___ SUPPLIED DATA

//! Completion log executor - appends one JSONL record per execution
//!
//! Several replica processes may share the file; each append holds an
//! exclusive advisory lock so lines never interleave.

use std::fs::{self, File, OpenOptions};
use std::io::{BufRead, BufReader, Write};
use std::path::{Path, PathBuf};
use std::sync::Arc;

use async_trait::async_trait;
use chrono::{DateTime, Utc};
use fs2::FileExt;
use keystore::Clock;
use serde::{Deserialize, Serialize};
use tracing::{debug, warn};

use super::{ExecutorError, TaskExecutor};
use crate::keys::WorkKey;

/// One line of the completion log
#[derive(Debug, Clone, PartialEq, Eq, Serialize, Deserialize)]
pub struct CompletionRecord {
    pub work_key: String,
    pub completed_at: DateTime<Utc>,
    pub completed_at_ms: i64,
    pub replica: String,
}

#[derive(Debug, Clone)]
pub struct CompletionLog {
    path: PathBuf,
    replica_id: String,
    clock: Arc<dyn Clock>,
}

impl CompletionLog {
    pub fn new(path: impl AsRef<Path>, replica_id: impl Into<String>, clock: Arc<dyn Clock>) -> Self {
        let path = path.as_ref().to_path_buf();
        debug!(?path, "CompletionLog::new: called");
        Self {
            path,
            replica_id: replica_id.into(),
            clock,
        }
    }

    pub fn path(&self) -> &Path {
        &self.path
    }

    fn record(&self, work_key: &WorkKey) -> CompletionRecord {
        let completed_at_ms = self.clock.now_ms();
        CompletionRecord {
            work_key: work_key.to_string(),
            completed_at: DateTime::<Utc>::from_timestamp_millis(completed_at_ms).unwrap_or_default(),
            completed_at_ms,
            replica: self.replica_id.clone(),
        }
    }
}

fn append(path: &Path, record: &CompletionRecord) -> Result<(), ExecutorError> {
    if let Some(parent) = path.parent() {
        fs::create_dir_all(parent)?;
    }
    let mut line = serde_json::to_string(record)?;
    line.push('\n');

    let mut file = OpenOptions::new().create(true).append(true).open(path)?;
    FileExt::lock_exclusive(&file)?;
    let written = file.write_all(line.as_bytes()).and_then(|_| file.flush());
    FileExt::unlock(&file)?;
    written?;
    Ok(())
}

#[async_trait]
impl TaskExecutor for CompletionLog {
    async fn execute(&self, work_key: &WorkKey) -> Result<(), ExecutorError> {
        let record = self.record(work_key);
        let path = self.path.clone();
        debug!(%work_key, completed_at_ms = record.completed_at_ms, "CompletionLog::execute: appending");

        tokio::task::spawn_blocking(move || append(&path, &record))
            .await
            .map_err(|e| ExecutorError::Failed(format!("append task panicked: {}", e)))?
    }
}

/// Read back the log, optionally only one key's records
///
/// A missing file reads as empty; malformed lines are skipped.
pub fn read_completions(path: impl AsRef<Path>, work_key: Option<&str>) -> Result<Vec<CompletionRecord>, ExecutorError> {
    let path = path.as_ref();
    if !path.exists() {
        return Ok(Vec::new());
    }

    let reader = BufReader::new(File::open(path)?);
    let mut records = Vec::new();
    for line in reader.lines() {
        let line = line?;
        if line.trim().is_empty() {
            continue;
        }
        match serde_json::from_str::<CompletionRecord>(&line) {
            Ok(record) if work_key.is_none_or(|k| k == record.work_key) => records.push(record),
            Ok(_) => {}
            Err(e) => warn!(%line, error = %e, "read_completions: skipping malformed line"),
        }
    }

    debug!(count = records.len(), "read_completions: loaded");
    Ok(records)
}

______
___ SUPPLIED DATA

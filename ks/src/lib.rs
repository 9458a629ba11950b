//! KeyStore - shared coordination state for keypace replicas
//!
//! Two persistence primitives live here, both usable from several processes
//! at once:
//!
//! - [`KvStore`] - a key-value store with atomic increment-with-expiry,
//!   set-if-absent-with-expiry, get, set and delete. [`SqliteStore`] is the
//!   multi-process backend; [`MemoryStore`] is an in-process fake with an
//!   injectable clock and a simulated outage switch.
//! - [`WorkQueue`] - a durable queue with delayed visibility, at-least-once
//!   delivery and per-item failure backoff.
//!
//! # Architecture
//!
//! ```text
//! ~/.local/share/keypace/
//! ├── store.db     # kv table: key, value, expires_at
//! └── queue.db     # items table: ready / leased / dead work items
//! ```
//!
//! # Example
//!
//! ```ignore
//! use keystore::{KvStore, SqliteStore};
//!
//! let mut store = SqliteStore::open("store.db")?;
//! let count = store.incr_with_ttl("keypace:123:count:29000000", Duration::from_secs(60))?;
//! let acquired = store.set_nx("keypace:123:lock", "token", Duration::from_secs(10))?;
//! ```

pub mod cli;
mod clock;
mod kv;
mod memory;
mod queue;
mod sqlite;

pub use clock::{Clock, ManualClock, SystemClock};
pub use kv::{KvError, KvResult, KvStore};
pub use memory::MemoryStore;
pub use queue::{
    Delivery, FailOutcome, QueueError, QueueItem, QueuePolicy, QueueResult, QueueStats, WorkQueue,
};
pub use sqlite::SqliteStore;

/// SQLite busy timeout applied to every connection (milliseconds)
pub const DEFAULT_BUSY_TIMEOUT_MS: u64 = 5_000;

______
___ SUPPLIED DATA

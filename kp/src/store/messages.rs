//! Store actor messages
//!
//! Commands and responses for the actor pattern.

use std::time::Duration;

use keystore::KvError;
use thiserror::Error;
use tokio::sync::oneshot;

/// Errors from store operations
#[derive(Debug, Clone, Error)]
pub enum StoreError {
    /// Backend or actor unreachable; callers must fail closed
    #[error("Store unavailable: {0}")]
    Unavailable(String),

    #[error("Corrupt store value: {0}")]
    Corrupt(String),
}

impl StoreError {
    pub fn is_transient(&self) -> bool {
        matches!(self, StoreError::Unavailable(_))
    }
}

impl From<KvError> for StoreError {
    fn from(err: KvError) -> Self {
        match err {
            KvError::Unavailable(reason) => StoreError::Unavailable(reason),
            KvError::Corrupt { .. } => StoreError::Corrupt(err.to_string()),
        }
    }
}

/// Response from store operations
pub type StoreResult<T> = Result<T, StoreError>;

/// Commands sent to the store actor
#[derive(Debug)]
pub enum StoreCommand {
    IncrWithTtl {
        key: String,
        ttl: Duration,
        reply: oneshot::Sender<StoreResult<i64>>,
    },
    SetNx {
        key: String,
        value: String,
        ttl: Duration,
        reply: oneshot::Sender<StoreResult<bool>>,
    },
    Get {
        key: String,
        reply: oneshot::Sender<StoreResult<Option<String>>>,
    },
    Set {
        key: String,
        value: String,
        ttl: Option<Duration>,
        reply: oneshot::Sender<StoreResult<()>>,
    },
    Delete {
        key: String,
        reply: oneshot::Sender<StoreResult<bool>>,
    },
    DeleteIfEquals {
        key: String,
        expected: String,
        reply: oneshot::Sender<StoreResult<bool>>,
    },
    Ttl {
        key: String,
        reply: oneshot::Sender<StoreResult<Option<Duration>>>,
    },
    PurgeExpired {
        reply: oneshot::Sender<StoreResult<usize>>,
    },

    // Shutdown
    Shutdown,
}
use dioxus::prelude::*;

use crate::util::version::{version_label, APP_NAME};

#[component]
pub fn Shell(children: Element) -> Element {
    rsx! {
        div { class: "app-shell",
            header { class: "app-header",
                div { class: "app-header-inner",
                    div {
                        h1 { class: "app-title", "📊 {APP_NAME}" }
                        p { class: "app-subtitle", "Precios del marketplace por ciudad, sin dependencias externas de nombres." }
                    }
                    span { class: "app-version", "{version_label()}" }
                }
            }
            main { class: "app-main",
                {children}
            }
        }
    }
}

______

▶ [TASK DESCRIPTION]
The lines to report are those in the material above that contain the word "enum"; copy every one of them.

▶ [TASK RESULT]
pub enum StoreError {
pub enum StoreCommand {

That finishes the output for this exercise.